Aim of the exercise
Where a line of the data holds the word "AnyOf", copy that line.

+++++

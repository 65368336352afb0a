// Integration tests for bounds.rs: offset/length normalization and the
// captured-vs-reported classification.

use tvb::bounds::{check, BoundsError};

#[test]
fn zero_length_subset_at_eof_scenario() {
        assert_eq!(check(10, 10, 10, 0), Ok((10, 0)));
}

#[test]
fn truncation_classification_scenario() {
    // captured 4, reported 16, bytes [1,2,3,4].
    assert_eq!(check(4, 16, 3, 1), Ok((3, 1)));
    assert!(matches!(
        check(4, 16, 4, 1),
        Err(BoundsError::Captured { .. })
    ));
    assert!(matches!(
        check(4, 16, 16, 1),
        Err(BoundsError::Reported { .. })
    ));
}

#[test]
fn reported_vs_captured_classification_property() {
    // For every (captured, reported, offset, length) with offset+length
    // past captured but within reported -> Captured; past reported -> Reported.
    for (captured, reported, offset, length) in
        [(4usize, 16usize, 2i64, 4i64), (4, 16, 15, 1), (0, 0, 0, 0)]
    {
        let end = offset as i64 + length as i64;
        match check(captured, reported, offset, length) {
            Ok(_) => assert!(end as usize <= captured),
            Err(BoundsError::Captured { .. }) => {
                assert!(end as usize > captured && end as usize <= reported);
            }
            Err(BoundsError::Reported { .. }) => assert!(end as usize > reported),
        }
    }
}
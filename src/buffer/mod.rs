//! The `Buffer` data model: three shapes — Real, Subset, Composite
//! — behind one reference-counted handle, plus construction, length queries,
//! and lifecycle.
//!
//! # Representation choice
//!
//! The historical source tracks `usage_count` / `used_in` by hand and frees
//! a buffer's storage exactly when the count drops to zero. This crate keeps
//! that *API* because dissectors are written
//! against it, but backs it with `Rc` so a caller that never calls `free` at
//! all still cannot leak-via-use-after-free or double-free: the Rust
//! allocator reclaims `TvbCore` the moment the last `Tvb` handle (own count
//! *or* `used_in` registration) drops. `increment_usage` / `decrement_usage`
//! / `free` / `free_chain` are thin wrappers around that.
//!
//! Direct-pointer caching is represented as a
//! `(Rc<[u8]>, base_offset)` pair rather than a raw pointer — it gives the
//! same O(1) skip-recursion benefit without the lifetime gymnastics a raw
//! cached pointer would need across an `Rc` graph.

pub mod composite;
pub mod real;
pub mod subset;

use std::cell::{Cell, RefCell};
use std::rc::Rc;

use crate::bounds::{self, BoundsError};

/// A cached contiguous backing: the owning byte storage plus this buffer's
/// absolute byte offset within it. Lets single-field reads skip the
/// Subset/Composite recursion in [`crate::contiguity`].
#[derive(Clone)]
pub(crate) struct ContiguousRef {
    pub(crate) bytes: Rc<[u8]>,
    pub(crate) base_offset: usize,
}

pub(crate) enum Shape {
    Real(real::RealData),
    Subset(subset::SubsetData),
    Composite(composite::CompositeData),
}

pub(crate) struct TvbCore {
    pub(crate) shape: Shape,
    length: Cell<usize>,
    reported_length: Cell<usize>,
    initialized: Cell<bool>,
    /// `None` means this buffer *is* the data source (a Real buffer).
    data_source: Option<Tvb>,
    usage_count: Cell<usize>,
    used_in: RefCell<Vec<Tvb>>,
    pub(crate) direct: RefCell<Option<ContiguousRef>>,
}

/// A handle to a Buffer. Cheap to clone; clones share the same
/// underlying storage and lifecycle state.
#[derive(Clone)]
pub struct Tvb(pub(crate) Rc<TvbCore>);

impl PartialEq for Tvb {
    fn eq(&self, other: &Self) -> bool {
        Rc::ptr_eq(&self.0, &other.0)
    }
}
impl Eq for Tvb {}

impl Tvb {
    pub(crate) fn new(
        shape: Shape,
        length: usize,
        reported_length: usize,
        data_source: Option<Tvb>,
        direct: Option<ContiguousRef>,
    ) -> Tvb {
        Tvb(Rc::new(TvbCore {
            shape,
            length: Cell::new(length),
            reported_length: Cell::new(reported_length),
            initialized: Cell::new(true),
            data_source,
            usage_count: Cell::new(1),
            used_in: RefCell::new(Vec::new()),
            direct: RefCell::new(direct),
        }))
    }

    fn assert_initialized(&self) {
        assert!(
            self.0.initialized.get(),
            "tvb: accessor called on an uninitialized buffer"
        );
    }

    /// Equivalent to `tvb_length`: bytes actually available.
    pub fn length(&self) -> usize {
        self.assert_initialized();
        self.0.length.get()
    }

    /// Equivalent to `tvb_reported_length`: bytes the wire protocol claims exist.
    pub fn reported_length(&self) -> usize {
        self.assert_initialized();
        self.0.reported_length.get()
    }

    pub(crate) fn set_length(&self, n: usize) {
        self.0.length.set(n);
    }

    /// The transitive root Real buffer this view ultimately derives from.
    pub fn data_source(&self) -> Tvb {
        match &self.0.data_source {
            Some(root) => root.clone(),
            None => self.clone(),
        }
    }

    /// Equivalent to `tvb_length_remaining`: normalized remaining length at
    /// `offset`, or `-1` (not an error) if `offset` is out of range.
    pub fn length_remaining(&self, offset: i64) -> i64 {
        self.assert_initialized();
        match bounds::normalize_offset(self.length(), self.reported_length(), offset) {
            Ok(abs_offset) => (self.length() - abs_offset) as i64,
            Err(_) => -1,
        }
    }

    /// Equivalent to `tvb_ensure_length_remaining`: like
    /// [`Tvb::length_remaining`] but raises when out of range or when zero
    /// bytes remain.
    pub fn ensure_length_remaining(&self, offset: i64) -> Result<usize, BoundsError> {
        self.assert_initialized();
        let abs_offset =
            bounds::normalize_offset(self.length(), self.reported_length(), offset)?;
        let remaining = self.length() - abs_offset;
        if remaining == 0 {
            return Err(if offset >= 0 && offset as usize >= self.reported_length() {
                BoundsError::Reported {
                    offset,
                    length: 0,
                    available: self.reported_length(),
                }
            } else {
                BoundsError::Captured {
                    offset,
                    length: 0,
                    available: self.length(),
                }
            });
        }
        Ok(remaining)
    }

    /// Equivalent to `tvb_bytes_exist`: boolean, never raises.
    pub fn bytes_exist(&self, offset: i64, length: i64) -> bool {
        self.assert_initialized();
        bounds::check(self.length(), self.reported_length(), offset, length).is_ok()
    }

    /// Equivalent to `tvb_ensure_bytes_exist`. Any negative `length`
    /// (including `-1`) is treated as "more bytes than could possibly
    /// exist" and raises reported-bounds unconditionally.
    pub fn ensure_bytes_exist(&self, offset: i64, length: i64) -> Result<(), BoundsError> {
        self.assert_initialized();
        bounds::check_bytes_exist(self.length(), self.reported_length(), offset, length)?;
        Ok(())
    }

    /// Equivalent to `tvb_offset_exists`: strictly `abs_offset < length`.
    pub fn offset_exists(&self, offset: i64) -> bool {
        self.assert_initialized();
        match bounds::normalize_offset(self.length(), self.reported_length(), offset) {
            Ok(abs) => abs < self.length(),
            Err(_) => false,
        }
    }

    /// Equivalent to `tvb_set_reported_length`. Reported length can only
    /// shrink monotonically; shrinking below the captured length also
    /// clamps it.
    ///
    /// A Composite's reported length is defined to equal its captured length
    /// at `finalize` time and has no independent wire-length
    /// semantics; the historical source's "only ever reduced" assertion is
    /// simply undefined for that case. Calling this on a Composite
    /// is therefore treated as a programmer-contract violation and panics,
    /// matching how this crate treats other variant-mismatched calls.
    pub fn set_reported_length(&self, new_reported: usize) -> Result<(), BoundsError> {
        self.assert_initialized();
        assert!(
            !matches!(self.0.shape, Shape::Composite(_)),
            "tvb: set_reported_length has no defined semantics on a Composite buffer"
        );
        if new_reported > self.reported_length() {
            return Err(BoundsError::Reported {
                offset: 0,
                length: new_reported as i64,
                available: self.reported_length(),
            });
        }
        self.0.reported_length.set(new_reported);
        if self.length() > new_reported {
            self.0.length.set(new_reported);
        }
        Ok(())
    }

    // ── Lifecycle  ──────────────────────────────────────────────

    /// Register `child` as depending on `self`: `self` will not be released
    /// until `child` is freed, even if all other references to `self` are
    /// gone. Called automatically by `new_subset` and composite `append`.
    pub(crate) fn register_child(&self, child: &Tvb) {
        self.0.used_in.borrow_mut().push(child.clone());
    }

    /// Equivalent to `tvb_increment_usage`.
    pub fn increment_usage(&self, n: usize) {
        self.0.usage_count.set(self.0.usage_count.get() + n);
    }

    /// Equivalent to `tvb_decrement_usage`: if `n >= usage_count`, free;
    /// otherwise subtract.
    pub fn decrement_usage(&self, n: usize) {
        if n >= self.0.usage_count.get() {
            self.free();
        } else {
            self.0.usage_count.set(self.0.usage_count.get() - n);
        }
    }

    /// Equivalent to `tvb_free`: decrement by one; at zero, dispatch on
    /// variant — a Subset decrements its backing's usage, a Composite
    /// decrements every member's — then release this buffer's own retained
    /// state (`used_in` registrations and, for a flattened Composite, its
    /// cached byte array). The underlying storage itself is reclaimed by
    /// `Rc`/`Drop` once every handle — including this one — goes out of
    /// scope.
    pub fn free(&self) {
        let count = self.0.usage_count.get();
        if count == 0 {
            return;
        }
        if count > 1 {
            self.0.usage_count.set(count - 1);
            return;
        }
        self.0.usage_count.set(0);
        match &self.0.shape {
            Shape::Real(_) => {}
            Shape::Subset(s) => s.backing.decrement_usage(1),
            Shape::Composite(c) => {
                for member in &c.members {
                    member.decrement_usage(1);
                }
            }
        }
        self.0.used_in.borrow_mut().clear();
        *self.0.direct.borrow_mut() = None;
    }

    /// Equivalent to `tvb_free_chain`: release `self` and, transitively,
    /// every buffer registered as "used in" it.
    ///
    /// The historical source walks the `used_in` list *after* recursing into
    /// it, which is only safe because the recursive call happens before the
    /// self-free. This implementation snapshots the list before recursing so
    /// that invariant isn't load-bearing here.
    pub fn free_chain(&self) {
        let children: Vec<Tvb> = self.0.used_in.borrow().clone();
        for child in &children {
            child.free_chain();
        }
        self.free();
    }

    pub(crate) fn is_initialized(&self) -> bool {
        self.0.initialized.get()
    }
}
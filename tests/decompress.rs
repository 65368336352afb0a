// Integration tests for the Decompressor: zlib/raw-deflate inflate and
// gzip framing, including a gzip header carrying a filename field.

use flate2::write::ZlibEncoder;
use flate2::Compression;
use std::io::Write;

use tvb::buffer::real::new_real;
use tvb::decompress::{gunzip, uncompress, Decompressed};
use tvb::strings::get_string;

fn zlib_compress(data: &[u8]) -> Vec<u8> {
    let mut enc = ZlibEncoder::new(Vec::new(), Compression::default());
    enc.write_all(data).unwrap();
    enc.finish().unwrap()
}

#[test]
fn uncompress_zlib_payload() {
    let plain = b"dissection payload bytes repeated several times ".repeat(6);
    let compressed = zlib_compress(&plain);
    let tvb = new_real(compressed, -1).unwrap();
    let out = match uncompress(&tvb, 0, -1, 1 << 20).unwrap() {
        Decompressed::Complete(t) => t,
        Decompressed::Partial(_) => panic!("expected a complete stream"),
    };
    let got = get_string(&out, 0, out.length() as i64).unwrap();
    assert_eq!(&got[..got.len() - 1], &plain[..]);
    assert_eq!(got.last(), Some(&0));
}

#[test]
fn gzip_with_filename_flag_scenario() {
        let plain = b"hello";
    let gz = gzip_with_filename(plain, b"trace.bin");
    let tvb = new_real(gz, -1).unwrap();
    let out = match gunzip(&tvb, 0, -1, 1 << 20).unwrap() {
        Decompressed::Complete(t) => t,
        Decompressed::Partial(_) => panic!("expected a complete stream"),
    };
    assert_eq!(out.length(), 5);
    let got = get_string(&out, 0, 5).unwrap();
    assert_eq!(&got[..5], &plain[..]);
    assert_eq!(got.last(), Some(&0));
}

#[test]
fn gzip_missing_filename_terminator_is_rejected_without_overread() {
    // a filename field with no NUL
    // before the input ends must be rejected, not scanned past the buffer.
    let mut raw = vec![0x1f, 0x8b, 8, 0x08, 0, 0, 0, 0, 0, 0xff];
    raw.extend_from_slice(b"no_terminator_here");
    let tvb = new_real(raw, -1).unwrap();
    assert!(gunzip(&tvb, 0, -1, 1 << 20).is_err());
}

fn gzip_with_filename(plain: &[u8], filename: &[u8]) -> Vec<u8> {
    // Build a gzip member by hand so the header's FNAME field is
    // deterministic rather than left to `GzBuilder`'s own defaults.
    let mut raw = vec![0x1f, 0x8b, 8, 0x08, 0, 0, 0, 0, 0, 0xff];
    raw.extend_from_slice(filename);
    raw.push(0);

    let mut compressor = flate2::Compress::new(Compression::default(), false);
    let mut body = vec![0u8; 256];
    compressor
        .compress(plain, &mut body, flate2::FlushCompress::Finish)
        .unwrap();
    body.truncate(compressor.total_out() as usize);
    raw.extend_from_slice(&body);
    raw
}
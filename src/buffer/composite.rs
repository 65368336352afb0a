//! Composite buffers: ordered concatenations of member buffers, logically
//! contiguous but physically split until flattened.
//!
//! Equivalent to `tvbuff_composite.c`. Construction is a two-phase builder
//! (`CompositeBuilder` → `finalize`) rather than the historical "zero-length
//! composite you mutate in place then seal": that shape lets this crate
//! validate nothing until `finalize`, when the final lengths and offset
//! tables can be computed and allocated in one step, instead of allocating
//! a header up front and hoping nothing fails before `finalize`.

use std::rc::Rc;

use super::{ContiguousRef, Shape, Tvb};

pub(crate) struct CompositeData {
    pub(crate) members: Vec<Tvb>,
    pub(crate) start_offsets: Vec<usize>,
    pub(crate) end_offsets_inclusive: Vec<usize>,
}

/// Builder for a Composite buffer. Collect members with [`append`]/[`prepend`],
/// then call [`finalize`] to seal it.
///
/// [`append`]: CompositeBuilder::append
/// [`prepend`]: CompositeBuilder::prepend
/// [`finalize`]: CompositeBuilder::finalize
#[derive(Default)]
pub struct CompositeBuilder {
    members: Vec<Tvb>,
}

/// Start a new composite. Equivalent to `tvb_composite_new` (an empty
/// composite with no length) — a free-function alias for
/// [`CompositeBuilder::new`] so the constructor surface reads the same way
/// as `new_real`/`new_subset` at the call site.
pub fn new_composite() -> CompositeBuilder {
    CompositeBuilder::new()
}

impl CompositeBuilder {
    /// Equivalent to `tvb_composite_new` (an empty composite with no length).
    pub fn new() -> Self {
        CompositeBuilder { members: Vec::new() }
    }

    /// Append `member` to the end of the composite-in-progress.
    /// Equivalent to `tvb_composite_append`.
    pub fn append(&mut self, member: Tvb) -> &mut Self {
        self.members.push(member);
        self
    }

    /// Prepend `member` to the front of the composite-in-progress.
    /// Equivalent to `tvb_composite_prepend`.
    pub fn prepend(&mut self, member: Tvb) -> &mut Self {
        self.members.insert(0, member);
        self
    }

    /// Seal the composite: compute `length` as the sum of member lengths,
    /// set `reported_length` equal to it (a Composite has no independent
    /// wire length — ), and materialize the offset tables.
    ///
    /// Equivalent to `tvb_composite_finalize`. After this call the composite
    /// is immutable; there is no further `append`/`prepend` entry point
    /// because `self` (the builder) was consumed.
    pub fn finalize(self) -> Tvb {
        let mut start_offsets = Vec::with_capacity(self.members.len());
        let mut end_offsets_inclusive = Vec::with_capacity(self.members.len());
        let mut running = 0usize;
        for member in &self.members {
            let start = running;
            running += member.length();
            start_offsets.push(start);
            // A zero-length member has no bytes, so there is no well-defined
            // inclusive end; use `start` so `member_containing` still treats
            // an exact-match offset as belonging to it without underflowing.
            end_offsets_inclusive.push(if member.length() == 0 { start } else { running - 1 });
        }
        let length = running;

        let data_source = self.members.first().map(|m| m.data_source());

        let shape = Shape::Composite(CompositeData {
            members: self.members.clone(),
            start_offsets,
            end_offsets_inclusive,
        });
        let composite = Tvb::new(shape, length, length, data_source, None);

        for member in &self.members {
            member.increment_usage(1);
            member.register_child(&composite);
        }
        composite
    }
}

/// Find which member index contains absolute offset `abs_offset`, along with
/// that member's start offset within the composite.
pub(crate) fn member_containing(data: &CompositeData, abs_offset: usize) -> Option<(usize, usize)> {
    // Linear scan: composites in dissection practice have a handful of
    // members (reassembled fragments, decompressed chunks); a binary search
    // over `end_offsets_inclusive` would be the move for a composite with
    // hundreds of members, which this crate does not expect to see.
    for (i, &end) in data.end_offsets_inclusive.iter().enumerate() {
        if abs_offset <= end {
            return Some((i, data.start_offsets[i]));
        }
    }
    None
}

/// Materialize the composite's bytes into a single owned, contiguous array
/// and cache it as the buffer's direct pointer. Equivalent to the
/// flatten-on-demand path in `tvb_get_ptr` for a Composite that straddles a
/// member boundary.
pub(crate) fn flatten(tvb: &Tvb, data: &CompositeData) -> ContiguousRef {
    if let Some(cached) = tvb.0.direct.borrow().as_ref() {
        return cached.clone();
    }
    let mut buf = Vec::with_capacity(tvb.length());
    for member in &data.members {
        let span = crate::contiguity::resolve_for_flatten(member);
        buf.extend_from_slice(&span);
    }
    let bytes: Rc<[u8]> = Rc::from(buf.into_boxed_slice());
    let direct = ContiguousRef {
        bytes,
        base_offset: 0,
    };
    *tvb.0.direct.borrow_mut() = Some(direct.clone());
    direct
}
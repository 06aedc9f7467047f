//! Guard shapes and constructors.

use std::fmt;
use std::sync::Arc;

use regex::Regex;

use crate::receiver::Receiver;
use crate::value::{Value, ValueType};

/// A predicate closure guard.
///
/// Receives the receiver as explicit context alongside the candidate value,
/// so a predicate body can consult receiver state.
pub type PredicateFn = Arc<dyn Fn(&dyn Receiver, &Value) -> bool + Send + Sync>;

/// A predicate-like condition tested against one call argument.
///
/// Guards are plain data; evaluation lives in [`Guard::matches`]. The
/// shapes mirror the kinds of questions dispatch can ask of an argument:
/// what it is, what it equals, what it looks like, what it can do.
#[derive(Clone)]
pub enum Guard {
    /// Instance-of test against a type, subtyping included.
    Type(ValueType),
    /// Equality against a specific value (also the exact-value guard).
    Equal(Value),
    /// A symbolic name. With a trailing `?` it names a predicate resolved
    /// on the receiver; without one it is equality against the name as a
    /// string.
    Named(String),
    /// An arbitrary predicate closure.
    Callable(PredicateFn),
    /// A regular expression; matches string values only.
    Pattern(Regex),
    /// Element-wise guards over a list of exactly the same length.
    Sequence(Vec<Guard>),
    /// Capability presence probe; never invokes the capability.
    Capability(String),
    /// Matches when any child guard matches (logical OR).
    AnyOf(Vec<Guard>),
    /// Matches when every child guard matches the same value (logical AND).
    AllOf(Vec<Guard>),
    /// Per capability name: present, and invoking it yields the expected
    /// value.
    Having(Vec<(String, Value)>),
    /// Every named capability present; presence only.
    Supporting(Vec<String>),
}

impl Guard {
    /// Instance-of guard: matches values of the given type.
    pub fn instance_of(ty: ValueType) -> Guard {
        Guard::Type(ty)
    }

    /// Named-predicate guard (trailing `?`) or symbolic-equality guard.
    pub fn predicate(name: impl Into<String>) -> Guard {
        Guard::Named(name.into())
    }

    /// Closure guard.
    pub fn callable(f: impl Fn(&dyn Receiver, &Value) -> bool + Send + Sync + 'static) -> Guard {
        Guard::Callable(Arc::new(f))
    }

    /// Pattern guard over a pre-compiled regex.
    pub fn pattern(re: Regex) -> Guard {
        Guard::Pattern(re)
    }

    /// Sequence guard: element-wise children, exact length.
    pub fn sequence(guards: impl IntoIterator<Item = Guard>) -> Guard {
        Guard::Sequence(guards.into_iter().collect())
    }

    /// Capability-presence guard.
    pub fn capability(name: impl Into<String>) -> Guard {
        Guard::Capability(name.into())
    }

    /// Matches every value.
    pub fn any() -> Guard {
        Guard::Callable(Arc::new(|_, _| true))
    }

    /// Matches no value.
    pub fn none() -> Guard {
        Guard::Callable(Arc::new(|_, _| false))
    }
}

impl fmt::Debug for Guard {
    fn fmt(&self, f: &mut fmt::Formatter<'_>) -> fmt::Result {
        match self {
            Guard::Type(ty) => f.debug_tuple("Type").field(ty).finish(),
            Guard::Equal(value) => f.debug_tuple("Equal").field(value).finish(),
            Guard::Named(name) => f.debug_tuple("Named").field(name).finish(),
            Guard::Callable(_) => f.write_str("Callable(..)"),
            Guard::Pattern(re) => f.debug_tuple("Pattern").field(&re.as_str()).finish(),
            Guard::Sequence(guards) => f.debug_tuple("Sequence").field(guards).finish(),
            Guard::Capability(name) => f.debug_tuple("Capability").field(name).finish(),
            Guard::AnyOf(guards) => f.debug_tuple("AnyOf").field(guards).finish(),
            Guard::AllOf(guards) => f.debug_tuple("AllOf").field(guards).finish(),
            Guard::Having(pairs) => f.debug_tuple("Having").field(pairs).finish(),
            Guard::Supporting(names) => f.debug_tuple("Supporting").field(names).finish(),
        }
    }
}

impl From<ValueType> for Guard {
    fn from(ty: ValueType) -> Self {
        Guard::Type(ty)
    }
}

impl From<Value> for Guard {
    fn from(value: Value) -> Self {
        Guard::Equal(value)
    }
}

/// `"#name"` is a capability probe; any other string is literal equality.
/// Named predicates need the explicit [`Guard::predicate`] constructor.
impl From<&str> for Guard {
    fn from(s: &str) -> Self {
        match s.strip_prefix('#') {
            Some(name) => Guard::Capability(name.to_string()),
            None => Guard::Equal(Value::Str(s.to_string())),
        }
    }
}

impl From<i64> for Guard {
    fn from(i: i64) -> Self {
        Guard::Equal(Value::Int(i))
    }
}

impl From<Vec<Guard>> for Guard {
    fn from(guards: Vec<Guard>) -> Self {
        Guard::Sequence(guards)
    }
}

impl From<Regex> for Guard {
    fn from(re: Regex) -> Self {
        Guard::Pattern(re)
    }
}
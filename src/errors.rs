//! Error types for guard evaluation and clause resolution.

use std::collections::BTreeMap;

use thiserror::Error;

use crate::value::Value;

/// Errors surfaced by dispatch.
///
/// Resolution synthesizes exactly one error of its own: [`NotResolved`].
/// Everything else is propagated: a named-predicate guard naming a method
/// the receiver does not define raises [`MissingPredicate`], and failures
/// returned by user handlers pass through [`Handler`] untranslated.
///
/// [`NotResolved`]: DispatchError::NotResolved
/// [`MissingPredicate`]: DispatchError::MissingPredicate
/// [`Handler`]: DispatchError::Handler
#[derive(Debug, Error)]
pub enum DispatchError {
    /// No clause matched the call and the operation has no default handler.
    ///
    /// Carries a snapshot of the attempted call for diagnosis.
    #[error("no matching `{operation}` clause for arguments {positional:?} {named:?}")]
    NotResolved {
        /// The operation that failed to resolve.
        operation: String,
        /// Positional arguments of the attempted call.
        positional: Vec<Value>,
        /// Named arguments of the attempted call.
        named: BTreeMap<String, Value>,
    },

    /// A named-predicate guard referenced a predicate the receiver does not
    /// define. A predicate that exists but returns `false` is an ordinary
    /// non-match, never this error.
    #[error("receiver does not define predicate `{name}`")]
    MissingPredicate {
        /// The predicate name, marker included.
        name: String,
    },

    /// A resolved handler returned an error.
    #[error(transparent)]
    Handler(#[from] anyhow::Error),
}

+++++

Response for this exercise
    AnyOf(Vec<Guard>),
            Guard::AnyOf(guards) => f.debug_tuple("AnyOf").field(guards).finish(),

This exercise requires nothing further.